◆ **Exercise directions**
Would you please output, word for word, the span of the listing below that opens on the line containing "use storage::Storage;" and closes on the line containing "impl std::fmt::Display for"? Include both ends and nothing more.
- - - - -
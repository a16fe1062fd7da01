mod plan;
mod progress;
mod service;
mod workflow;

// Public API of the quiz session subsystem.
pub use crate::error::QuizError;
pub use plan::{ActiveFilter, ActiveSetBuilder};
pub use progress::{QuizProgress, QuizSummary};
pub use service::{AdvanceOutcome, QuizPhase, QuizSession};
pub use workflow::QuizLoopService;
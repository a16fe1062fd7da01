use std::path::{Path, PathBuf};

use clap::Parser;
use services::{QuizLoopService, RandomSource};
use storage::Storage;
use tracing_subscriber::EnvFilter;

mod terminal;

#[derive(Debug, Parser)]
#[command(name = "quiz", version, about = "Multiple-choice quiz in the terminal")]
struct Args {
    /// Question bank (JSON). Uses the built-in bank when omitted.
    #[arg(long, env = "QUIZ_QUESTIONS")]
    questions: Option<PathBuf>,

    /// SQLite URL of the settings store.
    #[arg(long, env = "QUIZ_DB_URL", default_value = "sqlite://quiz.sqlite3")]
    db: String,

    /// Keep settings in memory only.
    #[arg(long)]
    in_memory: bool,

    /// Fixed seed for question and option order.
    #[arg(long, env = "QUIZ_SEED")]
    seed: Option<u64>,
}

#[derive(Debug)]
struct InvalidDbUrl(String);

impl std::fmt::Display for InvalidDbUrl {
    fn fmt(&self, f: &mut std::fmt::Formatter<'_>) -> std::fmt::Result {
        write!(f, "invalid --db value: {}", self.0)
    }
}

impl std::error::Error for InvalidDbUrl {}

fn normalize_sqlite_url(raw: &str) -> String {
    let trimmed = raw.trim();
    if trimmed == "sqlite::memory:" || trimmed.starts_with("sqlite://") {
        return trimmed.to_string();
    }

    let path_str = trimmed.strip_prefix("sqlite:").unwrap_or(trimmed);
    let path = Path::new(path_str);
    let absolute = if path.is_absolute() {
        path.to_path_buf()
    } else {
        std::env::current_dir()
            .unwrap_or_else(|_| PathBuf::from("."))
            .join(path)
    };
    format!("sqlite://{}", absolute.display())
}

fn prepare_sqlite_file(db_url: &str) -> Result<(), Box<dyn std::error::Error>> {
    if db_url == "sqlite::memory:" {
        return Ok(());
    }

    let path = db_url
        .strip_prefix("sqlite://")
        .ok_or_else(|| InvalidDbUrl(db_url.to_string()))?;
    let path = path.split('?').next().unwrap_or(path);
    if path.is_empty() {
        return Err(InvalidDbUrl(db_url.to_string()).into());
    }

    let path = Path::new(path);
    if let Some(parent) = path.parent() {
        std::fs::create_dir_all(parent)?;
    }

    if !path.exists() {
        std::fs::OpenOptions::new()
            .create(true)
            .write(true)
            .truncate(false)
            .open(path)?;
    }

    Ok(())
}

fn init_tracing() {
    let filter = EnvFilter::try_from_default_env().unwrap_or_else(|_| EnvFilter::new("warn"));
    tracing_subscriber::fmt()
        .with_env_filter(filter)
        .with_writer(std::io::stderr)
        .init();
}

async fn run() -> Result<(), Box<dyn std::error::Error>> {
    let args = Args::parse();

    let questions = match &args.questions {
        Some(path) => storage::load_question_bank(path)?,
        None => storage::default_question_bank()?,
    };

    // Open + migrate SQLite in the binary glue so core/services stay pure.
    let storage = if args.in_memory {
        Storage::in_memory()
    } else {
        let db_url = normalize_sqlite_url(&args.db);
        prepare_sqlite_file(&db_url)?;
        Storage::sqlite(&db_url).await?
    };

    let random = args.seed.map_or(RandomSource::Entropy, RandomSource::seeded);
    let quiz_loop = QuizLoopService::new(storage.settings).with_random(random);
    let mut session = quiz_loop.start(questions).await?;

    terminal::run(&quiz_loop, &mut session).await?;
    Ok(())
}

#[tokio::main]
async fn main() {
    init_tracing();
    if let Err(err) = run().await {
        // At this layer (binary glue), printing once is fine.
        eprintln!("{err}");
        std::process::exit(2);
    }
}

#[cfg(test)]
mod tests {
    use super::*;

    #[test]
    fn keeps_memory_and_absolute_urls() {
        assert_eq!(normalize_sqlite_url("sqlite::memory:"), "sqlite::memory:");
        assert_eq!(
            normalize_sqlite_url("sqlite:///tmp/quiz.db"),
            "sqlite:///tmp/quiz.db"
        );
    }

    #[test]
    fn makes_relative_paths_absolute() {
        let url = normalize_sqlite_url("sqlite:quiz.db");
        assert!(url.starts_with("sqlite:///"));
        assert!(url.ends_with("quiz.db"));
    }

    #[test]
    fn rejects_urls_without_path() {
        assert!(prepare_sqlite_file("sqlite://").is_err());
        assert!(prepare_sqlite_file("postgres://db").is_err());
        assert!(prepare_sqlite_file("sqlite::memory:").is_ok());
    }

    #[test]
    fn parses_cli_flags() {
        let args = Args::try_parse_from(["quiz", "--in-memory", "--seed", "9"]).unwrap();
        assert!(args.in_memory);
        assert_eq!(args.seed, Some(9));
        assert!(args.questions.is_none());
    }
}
- - - - -
◆ **Answer space**
use storage::Storage;
use tracing_subscriber::EnvFilter;

mod terminal;

#[derive(Debug, Parser)]
#[command(name = "quiz", version, about = "Multiple-choice quiz in the terminal")]
struct Args {
    /// Question bank (JSON). Uses the built-in bank when omitted.
    #[arg(long, env = "QUIZ_QUESTIONS")]
    questions: Option<PathBuf>,

    /// SQLite URL of the settings store.
    #[arg(long, env = "QUIZ_DB_URL", default_value = "sqlite://quiz.sqlite3")]
    db: String,

    /// Keep settings in memory only.
    #[arg(long)]
    in_memory: bool,

    /// Fixed seed for question and option order.
    #[arg(long, env = "QUIZ_SEED")]
    seed: Option<u64>,
}

#[derive(Debug)]
struct InvalidDbUrl(String);

impl std::fmt::Display for InvalidDbUrl {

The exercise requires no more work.